Neither of the docs pages for dot
or matmul
reference this behavior. On the contrary the dot
page states: If both a and b are 2-D arrays, it is matrix multiplication, but using matmul or a @ b is preferred.
There are a handful of similar issues open:
- BUG: Multiplication by real part of complex matrix very slow #23123
- complextype
- views
- BUG: Matrix multiplication with integers not using the cache friendly loop order #23260
I am not sure what the best fix is. Updating the docs would be a good start. Perhaps matmul
should try to copy too? at least for large arrays...
Reproduce the code example:
import numpy as np
from timeit import timeit
N = 2600
xx = np.random.randn(N, N)
yy = np.random.randn(N, N)
x = xx[::2, ::2]
y = yy[::2, ::2]
assert np.shares_memory(x, xx)
assert np.shares_memory(y, yy)
dot = timeit('np.dot(x,y)', number = 10, globals = globals())
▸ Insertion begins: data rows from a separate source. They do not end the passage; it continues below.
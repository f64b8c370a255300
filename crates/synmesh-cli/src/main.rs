//! `synmesh` — command-line interface for the synapse-processing runtime.
//!
//! ```text
//! USAGE:
//!   synmesh generate [opts] -o core.bin   Build a runnable core blob
//!   synmesh run core.bin                  Run a core to completion
//!   synmesh info core.bin                 Inspect a blob's region table
//! ```

use anyhow::{Context, Result};
use bytes::Bytes;
use clap::{Args, Parser, Subcommand, ValueEnum};
use rand::rngs::StdRng;
use rand::SeedableRng;
use std::path::PathBuf;
use synmesh_core::{ExpDecayLut, KeyRange, RowLocator, Trace};
use synmesh_matgen::{
    AllToAll, Constant, ConnectorGenerator, FixedProbability, MatrixGenerator, OneToOne,
};
use synmesh_runtime::{
    write_key_lookup, AnySimulation, ConfigBlob, ConfigWriter, PoissonSource, RegionId,
    SynapseKind, SystemConfig,
};
use tracing_subscriber::EnvFilter;

#[derive(Parser)]
#[command(name = "synmesh", about = "Synapse-processing core toolkit", version)]
struct Cli {
    #[command(subcommand)]
    command: Cmd,
}

#[derive(Clone, Copy, ValueEnum)]
enum KindArg {
    /// Fixed-weight rows.
    Static,
    /// Nearest-pair STDP, additive weights.
    Nearest,
    /// Pair STDP, additive weights.
    Pair,
}

#[derive(Clone, Copy, ValueEnum)]
enum ConnectorArg {
    /// Every pre connects to every post.
    All,
    /// Pre n connects to post n.
    One,
    /// Independent Bernoulli connections.
    Prob,
}

#[derive(Subcommand)]
enum Cmd {
    /// Build a complete, runnable core configuration blob.
    Generate(GenerateArgs),
    /// Load a configuration blob and run it to completion.
    Run {
        /// Path to the blob.
        config: PathBuf,
    },
    /// Print a configuration blob's region table.
    Info {
        /// Path to the blob.
        config: PathBuf,
    },
}

#[derive(Args)]
struct GenerateArgs {
    /// Pre-synaptic rows in the matrix.
    #[arg(long, default_value_t = 64)]
    rows: u32,
    /// Post-neurons on the core.
    #[arg(long, default_value_t = 64)]
    post: u32,
    /// Synaptic-word slots per row.
    #[arg(long, default_value_t = 32)]
    max_row_synapses: usize,
    /// Row kernel.
    #[arg(long, value_enum, default_value = "static")]
    kind: KindArg,
    /// Connectivity pattern.
    #[arg(long, value_enum, default_value = "prob")]
    connector: ConnectorArg,
    /// Connection probability for --connector prob.
    #[arg(long, default_value_t = 0.1)]
    probability: f64,
    /// Constant synaptic weight (pre fixed-point).
    #[arg(long, default_value_t = 0.5)]
    weight: f64,
    /// Constant dendritic delay in ticks.
    #[arg(long, default_value_t = 1.0)]
    delay: f64,
    /// Weight fixed-point position.
    #[arg(long, default_value_t = 11)]
    weight_fixed_point: u32,
    /// Simulation length in ticks.
    #[arg(long, default_value_t = 1000)]
    ticks: u32,
    /// Timer period in microseconds.
    #[arg(long, default_value_t = 1000)]
    timer_period_us: u32,
    /// Poisson stimulus rate (spikes/tick) for every pre-neuron.
    #[arg(long)]
    poisson_rate: Option<f64>,
    /// RNG seed for generation and stimulus.
    #[arg(long, default_value_t = 1)]
    seed: u64,
    /// Output path.
    #[arg(short, long)]
    output: PathBuf,
}

fn main() -> Result<()> {
    tracing_subscriber::fmt()
        .with_env_filter(EnvFilter::try_from_default_env().unwrap_or_else(|_| "warn".into()))
        .init();

    let cli = Cli::parse();
    match cli.command {
        Cmd::Generate(args) => cmd_generate(&args),
        Cmd::Run { config } => cmd_run(&config),
        Cmd::Info { config } => cmd_info(&config),
    }
}

/// Routing-key base for the single generated population.
const KEY_BASE: u32 = 0x0001_0000;

fn cmd_generate(args: &GenerateArgs) -> Result<()> {
    let kind = match args.kind {
        KindArg::Static => SynapseKind::Static,
        KindArg::Nearest => SynapseKind::StdpNearestAdditive,
        KindArg::Pair => SynapseKind::StdpPairAdditive,
    };

    let generator = MatrixGenerator::new(
        args.rows,
        args.max_row_synapses,
        args.weight_fixed_point,
        args.post,
    )?;
    let connector: Box<dyn ConnectorGenerator> = match args.connector {
        ConnectorArg::All => Box::new(AllToAll::new()),
        ConnectorArg::One => Box::new(OneToOne),
        ConnectorArg::Prob => Box::new(FixedProbability::new(args.probability, true)?),
    };
    let delays = Constant::new(args.delay);
    let weights = Constant::new(args.weight);
    let mut rng = StdRng::seed_from_u64(args.seed);

    let (matrix, row_words) = match kind {
        SynapseKind::Static => (
            generator.generate_static(connector.as_ref(), &delays, &weights, &mut rng)?,
            generator.static_row_words(),
        ),
        SynapseKind::StdpNearestAdditive => (
            generator.generate_plastic::<()>(connector.as_ref(), &delays, &weights, &mut rng)?,
            generator.plastic_row_words(<() as Trace>::WORDS),
        ),
        SynapseKind::StdpPairAdditive => (
            generator.generate_plastic::<u16>(connector.as_ref(), &delays, &weights, &mut rng)?,
            generator.plastic_row_words(<u16 as Trace>::WORDS),
        ),
    };

    let system = SystemConfig {
        timer_period_us: args.timer_period_us,
        simulation_ticks: args.ticks,
        synapse_kind: kind,
        post_count: args.post,
        max_row_synapses: args.max_row_synapses as u32,
        key_base: KEY_BASE,
    };

    // Assemble once with a placeholder key table to learn the matrix
    // offset, then rebuild the table pointing at it; payload lengths are
    // identical so every offset stays valid.
    let lookup_placeholder = write_key_lookup(&[key_range(args, 0, row_words)]);
    let blob = assemble_blob(args, kind, &system, lookup_placeholder.clone(), &matrix)?;
    let matrix_offset = ConfigBlob::parse_words(blob.clone())
        .context("self-check of generated blob failed")?
        .region_offset(RegionId::SynapticMatrix)
        .context("generated blob lost its matrix region")?;

    let lookup = write_key_lookup(&[key_range(args, matrix_offset as u32, row_words)]);
    let blob = assemble_blob(args, kind, &system, lookup, &matrix)?;

    let mut bytes = Vec::with_capacity(blob.len() * 4);
    for word in &blob {
        bytes.extend_from_slice(&word.to_le_bytes());
    }
    std::fs::write(&args.output, &bytes)
        .with_context(|| format!("writing {}", args.output.display()))?;

    println!(
        "wrote {} ({} words, {} rows x {} word stride)",
        args.output.display(),
        blob.len(),
        args.rows,
        row_words
    );
    Ok(())
}

fn key_range(args: &GenerateArgs, matrix_offset: u32, row_words: usize) -> KeyRange {
    KeyRange {
        key_base: KEY_BASE,
        key_count: args.rows,
        locator: RowLocator::new(matrix_offset, row_words as u32),
        row_stride: row_words as u32,
    }
}

fn assemble_blob(
    args: &GenerateArgs,
    kind: SynapseKind,
    system: &SystemConfig,
    lookup: Vec<u32>,
    matrix: &[u32],
) -> Result<Vec<u32>> {
    let mut writer = ConfigWriter::new()
        .region(RegionId::System, system.to_words())
        .region(RegionId::KeyLookup, lookup);

    if kind != SynapseKind::Static {
        writer = writer.region(RegionId::PlasticityData, plasticity_words(args));
    }

    writer = writer
        .region(RegionId::SynapticMatrix, matrix.to_vec())
        .region(RegionId::OutputBuffer, vec![0; args.post as usize])
        .region(RegionId::SpikeRecording, vec![0; 2048]);

    if let Some(rate) = args.poisson_rate {
        let mut payload = vec![args.seed as u32];
        payload.extend(PoissonSource::write_region(&vec![rate; args.rows as usize]));
        writer = writer.region(RegionId::PoissonSource, payload);
    }

    Ok(writer.build())
}

/// Reference STDP parameters: 256-entry exponential tables with a 20-tick
/// time constant, weights in the full 16-bit range, eighth-strength
/// updates.
fn plasticity_words(args: &GenerateArgs) -> Vec<u32> {
    let table = ExpDecayLut::exponential(20.0, 256);
    let mut words = Vec::with_capacity(2 * (1 + table.len()) + 4);
    for _ in 0..2 {
        words.push(table.len() as u32);
        words.extend((0..table.len()).map(|delta| table.lookup(delta as u32) as u32));
    }
    let max_weight = ((1u32 << args.weight_fixed_point).saturating_mul(2) - 1).min(0xFFFF);
    words.extend_from_slice(&[0, max_weight, 256, 256]);
    words
}

fn cmd_run(config: &PathBuf) -> Result<()> {
    let bytes = Bytes::from(
        std::fs::read(config).with_context(|| format!("reading {}", config.display()))?,
    );
    let mut sim = AnySimulation::load(&bytes)?;
    let system = *sim.system();
    println!(
        "running {:?} core: {} ticks at {} us/tick",
        system.synapse_kind, system.simulation_ticks, system.timer_period_us
    );

    let counters = sim.run()?;

    println!("rows processed : {}", counters.rows_processed);
    println!("rows flushed   : {}", counters.rows_flushed);
    println!("delay replays  : {}", counters.delay_rows_replayed);
    println!("unknown keys   : {}", counters.unknown_keys);
    println!("queue overflows: {}", counters.spike_overflows);
    println!("delay overflows: {}", counters.delay_row_overflows);
    println!("saturations    : {}", counters.ring_saturations);
    Ok(())
}

fn cmd_info(config: &PathBuf) -> Result<()> {
    let bytes = Bytes::from(
        std::fs::read(config).with_context(|| format!("reading {}", config.display()))?,
    );
    let blob = ConfigBlob::parse(&bytes)?;

    println!("regions: {}", blob.regions().len());
    for entry in blob.regions() {
        let name = match entry.id {
            0 => "System",
            1 => "KeyLookup",
            2 => "SynapticMatrix",
            3 => "PlasticityData",
            4 => "OutputBuffer",
            5 => "SpikeRecording",
            6 => "PoissonSource",
            _ => "(unknown)",
        };
        println!(
            "  [{:>2}] {:<15} offset {:>6}  {:>7} words",
            entry.id, name, entry.offset, entry.length
        );
    }

    if let Some(words) = blob.region(RegionId::System) {
        let system = SystemConfig::read(words)?;
        println!();
        println!("kind           : {:?}", system.synapse_kind);
        println!("ticks          : {}", system.simulation_ticks);
        println!("timer period   : {} us", system.timer_period_us);
        println!("post-neurons   : {}", system.post_count);
        println!("row width      : {} synapses", system.max_row_synapses);
        println!("key base       : {:#010x}", system.key_base);
    }
    Ok(())
}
matmul = timeit('np.matmul(x,y)', number = 10, globals = globals())
print('time for np.matmul: ', matmul)
print('time for np.dot: ', dot)
Error message:
time for np.matmul: 29.04214559996035
time for np.dot: 0.2680714999441989
Runtime information:
> import sys, numpy; print(numpy.__version__); print(sys.version)
1.24.2
3.11.2 (tags/v3.11.2:878ead1, Feb 7 2023, 16:38:35) [MSC v.1934 64 bit (AMD64)]
> print(numpy.show_runtime())
[{'simd_extensions': {'baseline': ['SSE', 'SSE2', 'SSE3'],
'found': ['SSSE3',
'SSE41',
'POPCNT',
'SSE42',
'AVX',
'F16C',
'FMA3',
'AVX2'],
'not_found': ['AVX512F',
'AVX512CD',
'AVX512_SKX',
'AVX512_CLX',
'AVX512_CNL',
'AVX512_ICL']}},
{'architecture': 'Prescott',
'filepath': 'C:\\Users\\______\\AppData\\Local\\Programs\\Python\\Python311\\Lib\\site-packages\\numpy\\.libs\\libopenblas64__v0.3.21-gcc_10_3_0.dll',
'internal_api': 'openblas',
'num_threads': 24,
'prefix': 'libopenblas',
'threading_layer': 'pthreads',
'user_api': 'blas',
'version': '0.3.21'}]
None
Context for the issue:
The scientific computing community regularly uses the @
shorthand on large arrays. Developers expect that with Numpy they do not need to think about CPU cache and expect operations to run close to CPU limits rather than memory bandwidth limits.
At the very least a warning should be provided to users such that they know why their code is running orders of magnitude slower than expected.